Après quelques années, un conducteur salarié peut se mettre à son compte, constituer sa propre clientèle d'entreprises (contrats avec des hôtels, des sièges sociaux, des sociétés de production) et fixer ses tarifs. Certains créent leur société et recrutent à leur tour des pilotes, ou se spécialisent dans le transport de personnalités, le transport de plis urgents et sensibles, ou l'escorte et l'ouverture de route. La double compétence est aussi une voie fréquente : passer la carte VTC ou taxi permet d'alterner deux-roues et voiture selon la saison et la météo, et de lisser son chiffre d'affaires. Enfin, l'expérience acquise ouvre vers les métiers de la formation (moniteur en centre de formation T3P) ou vers l'exploitation et la régulation dans une entreprise de transport de personnes.

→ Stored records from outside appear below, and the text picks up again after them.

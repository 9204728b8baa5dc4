//! In-memory XML document tree.
//!
//! The report is read once with quick-xml's namespace-aware reader and
//! turned into a small owned tree, so the extractor can look elements up
//! by local name and namespace URI without dealing with reader events.

use crate::error::{CacusError, Result};
use quick_xml::events::{BytesStart, Event};
use quick_xml::name::ResolveResult;
use quick_xml::NsReader;
use std::path::Path;
use tracing::debug;

/// A parsed XML element.
#[derive(Debug, Clone, Default, PartialEq, Eq)]
pub struct XmlElement {
    /// Local name, without any prefix.
    pub name: String,
    /// Namespace URI the prefix resolved to, if any.
    pub namespace: Option<String>,
    /// Attributes in document order, keyed by local name.
    pub attributes: Vec<(String, String)>,
    /// Unescaped character data directly inside this element.
    pub text: String,
    pub children: Vec<XmlElement>,
}

impl XmlElement {
    fn from_start(namespace: Option<String>, start: &BytesStart<'_>) -> quick_xml::Result<Self> {
        let name = String::from_utf8_lossy(start.local_name().as_ref()).into_owned();

        let mut attributes = Vec::new();
        for attr in start.attributes() {
            let attr = attr?;
            if attr.key.as_namespace_binding().is_some() {
                continue;
            }
            let key = String::from_utf8_lossy(attr.key.local_name().as_ref()).into_owned();
            let value = attr.unescape_value()?.into_owned();
            attributes.push((key, value));
        }

        Ok(Self {
            name,
            namespace,
            attributes,
            text: String::new(),
            children: Vec::new(),
        })
    }

    /// Returns the value of an attribute.
    pub fn attribute(&self, name: &str) -> Option<&str> {
        self.attributes
            .iter()
            .find(|(key, _)| key == name)
            .map(|(_, value)| value.as_str())
    }

    /// Returns every child with the given local name.
    pub fn children_named<'a>(&'a self, name: &'a str) -> impl Iterator<Item = &'a XmlElement> {
        self.children.iter().filter(move |c| c.name == name)
    }

    /// Returns the first child bound to `namespace` with the given local name.
    pub fn find_ns(&self, namespace: &str, name: &str) -> Option<&XmlElement> {
        self.children
            .iter()
            .find(|c| c.name == name && c.namespace.as_deref() == Some(namespace))
    }

    /// Returns the element text, or `None` if it is empty or only whitespace.
    pub fn text(&self) -> Option<&str> {
        if self.text.trim().is_empty() {
            None
        } else {
            Some(&self.text)
        }
    }
}

/// Read and parse a report file.
pub fn load_document(path: &Path) -> Result<XmlElement> {
    let content =
        std::fs::read_to_string(path).map_err(|e| CacusError::input_parse(path, e))?;

    debug!("Read {} bytes from {}", content.len(), path.display());
    parse_document(&content, path)
}

/// Parse a document held in memory. `source` is only used in error messages.
pub fn parse_document(xml: &str, source: &Path) -> Result<XmlElement> {
    let mut reader = NsReader::from_str(xml);
    let mut stack: Vec<XmlElement> = Vec::new();
    let mut root: Option<XmlElement> = None;

    let fail = |reader: &NsReader<&[u8]>, message: String| {
        CacusError::input_parse(
            source,
            format!("{} (at byte {})", message, reader.buffer_position()),
        )
    };

    loop {
        let step = reader
            .read_resolved_event()
            .map(|(resolved, event)| (namespace_uri(resolved), event));
        let (resolved, event) = match step {
            Ok(step) => step,
            Err(e) => return Err(fail(&reader, e.to_string())),
        };

        match event {
            Event::Start(start) => {
                let element = XmlElement::from_start(resolved, &start)
                    .map_err(|e| fail(&reader, e.to_string()))?;
                stack.push(element);
            }
            Event::Empty(start) => {
                let element = XmlElement::from_start(resolved, &start)
                    .map_err(|e| fail(&reader, e.to_string()))?;
                attach(&mut stack, &mut root, element)
                    .map_err(|message| fail(&reader, message))?;
            }
            Event::End(_) => {
                let element = stack
                    .pop()
                    .ok_or_else(|| fail(&reader, "unexpected closing tag".to_string()))?;
                attach(&mut stack, &mut root, element)
                    .map_err(|message| fail(&reader, message))?;
            }
            Event::Text(text) => {
                if let Some(current) = stack.last_mut() {
                    let text = text.unescape().map_err(|e| fail(&reader, e.to_string()))?;
                    current.text.push_str(&text);
                }
            }
            Event::CData(data) => {
                if let Some(current) = stack.last_mut() {
                    current
                        .text
                        .push_str(&String::from_utf8_lossy(&data.into_inner()));
                }
            }
            Event::Eof => break,
            _ => {}
        }
    }

    if let Some(open) = stack.last() {
        return Err(fail(&reader, format!("unclosed element <{}>", open.name)));
    }

    root.ok_or_else(|| CacusError::input_parse(source, "document has no root element"))
}

fn namespace_uri(resolved: ResolveResult<'_>) -> Option<String> {
    match resolved {
        ResolveResult::Bound(ns) => Some(String::from_utf8_lossy(ns.as_ref()).into_owned()),
        _ => None,
    }
}

/// Hang a finished element on its parent, or make it the root.
fn attach(
    stack: &mut [XmlElement],
    root: &mut Option<XmlElement>,
    element: XmlElement,
) -> std::result::Result<(), String> {
    if let Some(parent) = stack.last_mut() {
        parent.children.push(element);
        Ok(())
    } else if root.is_none() {
        *root = Some(element);
        Ok(())
    } else {
        Err(format!("second root element <{}>", element.name))
    }
}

C'est un métier de niche : le nombre de conducteurs VMDTR en France se compte en milliers, très loin des dizaines de milliers de taxis et VTC. L'activité est fortement concentrée à Paris et en Île-de-France (transferts aéroports Roissy, Orly, Le Bourget, clientèle d'affaires), avec quelques marchés secondaires à Lyon, Marseille, Nice, Bordeaux ou Lille. La demande progresse avec la congestion urbaine, la reprise du tourisme d'affaires et le besoin de trajets garantis à l'heure, mais elle reste sensible à la conjoncture économique et au niveau d'activité des entreprises. Les offres en tant que salarié existent (sociétés de moto-taxi et centrales de réservation parisiennes) mais restent peu nombreuses : la majorité des professionnels se lancent en indépendant et doivent construire eux-mêmes leur portefeuille de clients, ce qui rend les premiers mois difficiles. Point de vigilance : la réglementation évolue régulièrement (contrôles renforcés sur le respect de la réservation préalable, zones à faibles émissions, débats sur les véhicules électriques).